Meditate che questo è stato
Sembra una frase profetica: come se sapesse che qualche anno dopo ci sarebbero state persone che avrebbero negato tutto l’accaduto.
Non solo: Meditate che Questo è stato…questo è un uomo…coincidenza? E cosa vuol dire “è stato”? Solo “è accaduto”? E se fosse un “è stato e ora non è più”, modo aulico di definire un defunto…allora proviamo a traslitterare la frase: “Meditate, perché l’uomo è morto”. Anche se tornerà a casa, anche se dovesse sopravvivere…qualcosa in lui sarà morto…ma non solo l’internato, persino l’aguzzino: nei lager l’uomo, l’Essere Umano, ha perso la sua umanità…è scomparso lasciando spazio a un'altra creatura, senza anima né cuore…
Vi comando queste parole
Attenzione, perché qui inizia una vera e propria preghiera: anzi, la versione “cattiva” della Preghiera per eccellenza del Popolo Ebraico: lo Sh’ma Israel, un po’ come è per noi il “Padre Nostro”. Non è un caso se inizia questa formula con l’espressione “Comando”.
Provate a confrontarle:
Scolpitele nel vostro cuore
Stando in casa andando per via,
Coricandovi alzandovi;
Ripetetele ai vostri figli.
E qui viene fuori la rabbia…fino ad ora era incredulità, depressione, arrendevolezza…ora diventa rabbia, cattiveria, quasi violenza! Ma non contro gli aguzzini, non contro i nazisti o i collaborazionisti, non contro chi ha perpetrato una delle peggiori atrocità della storia umana…
Questa è una specie di minaccia verso chi non saprà essere Testimone: Ripetetele ai vostri figli, ai vostri discendenti, perché nessuno possa dimenticare.
E’ come dire che la cosa davvero grave è dimenticare: quello che è stato è stato, ora l’importante è farne Memoria, anche se può costare fatica, dolore, amarezza.
O vi si sfaccia la casa
La casa è simbolo di sicurezza, di protezione, è persino sinonimo di Famiglia: è una Maledizione atroce, e non è un caso che questa frase venga prima di un’altra, grave, ma a quanto pare meno grave di questa.
La malattia vi impedisca
Noi diciamo sempre “L’importante è la salute”…qui non si parla solo di mancanza di salute, ma che addirittura arrivi una malattia che “impedisca”, cioè renda inabili…è brutto, ma ancora di più pensando alla tradizione ebraica, dove la malattia, la deformità, l’inabilità sono viste come castigo di Dio (esattamente come la prosperità e la salute sono considerati Doni di Dio). Ricordate quando i Discepoli, vedendo il cieco, chiedono a Gesù se fosse lui o i genitori ad essere peccatori???
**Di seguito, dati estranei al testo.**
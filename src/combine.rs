//! Task-producing combinations of an [OptionPair]
//!
//! The plain forms evaluate on the calling thread and hand back an
//! already-completed [Task], holding the failure if the function panicked.
//! The `_async` forms submit the work to a background worker. When the presence
//! gate is not met every form returns an already-completed, empty task.

use crate::{
    pair::{OptionPair, Slots},
    presence::Gate,
    task::{Schedule, Task},
};

impl<T, R> OptionPair<T, R> {
    /// Combines both values with `f` on the calling thread.
    pub fn then_combine<U, F>(self, f: F) -> Task<U>
    where
        F: FnOnce(T, R) -> U,
    {
        Task::evaluate(|| self.reduce(f))
    }

    /// Applies `f` to the left value, if present, on the calling thread.
    pub fn then_apply_left<U, F>(self, f: F) -> Task<U>
    where
        F: FnOnce(T) -> U,
    {
        Task::evaluate(|| self.reduce_if_left_present(f))
    }

    /// Applies `f` to the left value on the calling thread when it is the
    /// only value of the pair.
    pub fn then_apply_if_only_left_present<U, F>(self, f: F) -> Task<U>
    where
        F: FnOnce(T) -> U,
    {
        Task::evaluate(|| self.reduce_if_only_left_present(f))
    }

    /// Applies `f` to the right value, if present, on the calling thread.
    pub fn then_apply_right<U, F>(self, f: F) -> Task<U>
    where
        F: FnOnce(R) -> U,
    {
        Task::evaluate(|| self.reduce_if_right_present(f))
    }

    /// Applies `f` to the right value on the calling thread when it is the
    /// only value of the pair.
    pub fn then_apply_if_only_right_present<U, F>(self, f: F) -> Task<U>
    where
        F: FnOnce(R) -> U,
    {
        Task::evaluate(|| self.reduce_if_only_right_present(f))
    }
}

impl<T, R> OptionPair<T, R>
where
    T: Send + 'static,
    R: Send + 'static,
{
    /// Combines both values with `f`, evaluated according to `schedule`.
    pub fn then_combine_on<U, F>(self, schedule: Schedule, f: F) -> Task<U>
    where
        U: Send + 'static,
        F: FnOnce(T, R) -> U + Send + 'static,
    {
        match self.into_slots() {
            Slots::Both(l, r) => Task::schedule(schedule, move || f(l, r)),
            Slots::Left(_) | Slots::Right(_) | Slots::Neither => Task::empty(),
        }
    }

    /// Applies `f` to the left value if it passes `gate`, evaluated according
    /// to `schedule`.
    pub fn then_apply_left_on<U, F>(self, gate: Gate, schedule: Schedule, f: F) -> Task<U>
    where
        U: Send + 'static,
        F: FnOnce(T) -> U + Send + 'static,
    {
        match self.gated_left(gate) {
            Some(l) => Task::schedule(schedule, move || f(l)),
            None => Task::empty(),
        }
    }

    /// Applies `f` to the right value if it passes `gate`, evaluated according
    /// to `schedule`.
    pub fn then_apply_right_on<U, F>(self, gate: Gate, schedule: Schedule, f: F) -> Task<U>
    where
        U: Send + 'static,
        F: FnOnce(R) -> U + Send + 'static,
    {
        match self.gated_right(gate) {
            Some(r) => Task::schedule(schedule, move || f(r)),
            None => Task::empty(),
        }
    }

    /// Combines both values with `f` on a background worker.
    pub fn then_combine_async<U, F>(self, f: F) -> Task<U>
    where
        U: Send + 'static,
        F: FnOnce(T, R) -> U + Send + 'static,
    {
        self.then_combine_on(Schedule::Background, f)
    }

    /// Applies `f` to the left value, if present, on a background worker.
    pub fn then_apply_left_async<U, F>(self, f: F) -> Task<U>
    where
        U: Send + 'static,
        F: FnOnce(T) -> U + Send + 'static,
    {
        self.then_apply_left_on(Gate::Present, Schedule::Background, f)
    }

    /// Applies `f` on a background worker when the left value is the only one.
    pub fn then_apply_if_only_left_present_async<U, F>(self, f: F) -> Task<U>
    where
        U: Send + 'static,
        F: FnOnce(T) -> U + Send + 'static,
    {
        self.then_apply_left_on(Gate::Only, Schedule::Background, f)
    }

    /// Applies `f` to the right value, if present, on a background worker.
    pub fn then_apply_right_async<U, F>(self, f: F) -> Task<U>
    where
        U: Send + 'static,
        F: FnOnce(R) -> U + Send + 'static,
    {
        self.then_apply_right_on(Gate::Present, Schedule::Background, f)
    }

    /// Applies `f` on a background worker when the right value is the only one.
    pub fn then_apply_if_only_right_present_async<U, F>(self, f: F) -> Task<U>
    where
        U: Send + 'static,
        F: FnOnce(R) -> U + Send + 'static,
    {
        self.then_apply_right_on(Gate::Only, Schedule::Background, f)
    }
}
I vostri nati torcano il viso da voi.
Beh, non c’è bisogno che ve la spieghi, no? Vorrei solo sottolineare una parola, quel “Torca”…sentite quale forza, quale violenza si manifesta in questa parola. Il verbo “torcere” è usato spesso in un’azione subìta, cioè qualcuno che torce a qualcun altro…qui è diretto: i vostri figli torcano (il loro viso) da voi…si provochino dolore fisico, si torturino pur di non meritare a voi il loro sguardo.
Provate a pensarci: qual è il quarto comandamento? “Onora il Padre e la Madre” (ovviamente i comandamenti cristiani derivano da quelli ebraici, dal libro del Deuteronomio)…qua si dice più o meno:
Se sarai tanto codardo da non ricordare, da non testimoniare ciò che è stato, sarai maledetto da Dio e persino i tuoi figli si vergogneranno di te; e si allontaneranno dal rispetto della Legge pur di mostrare a voi tutto il loro disprezzo.
Maledire è il massimo della punizione nella Bibbia…non è una cosa così leggera…è Dio che Maledice!
Non Dimentichiamo...mai!!!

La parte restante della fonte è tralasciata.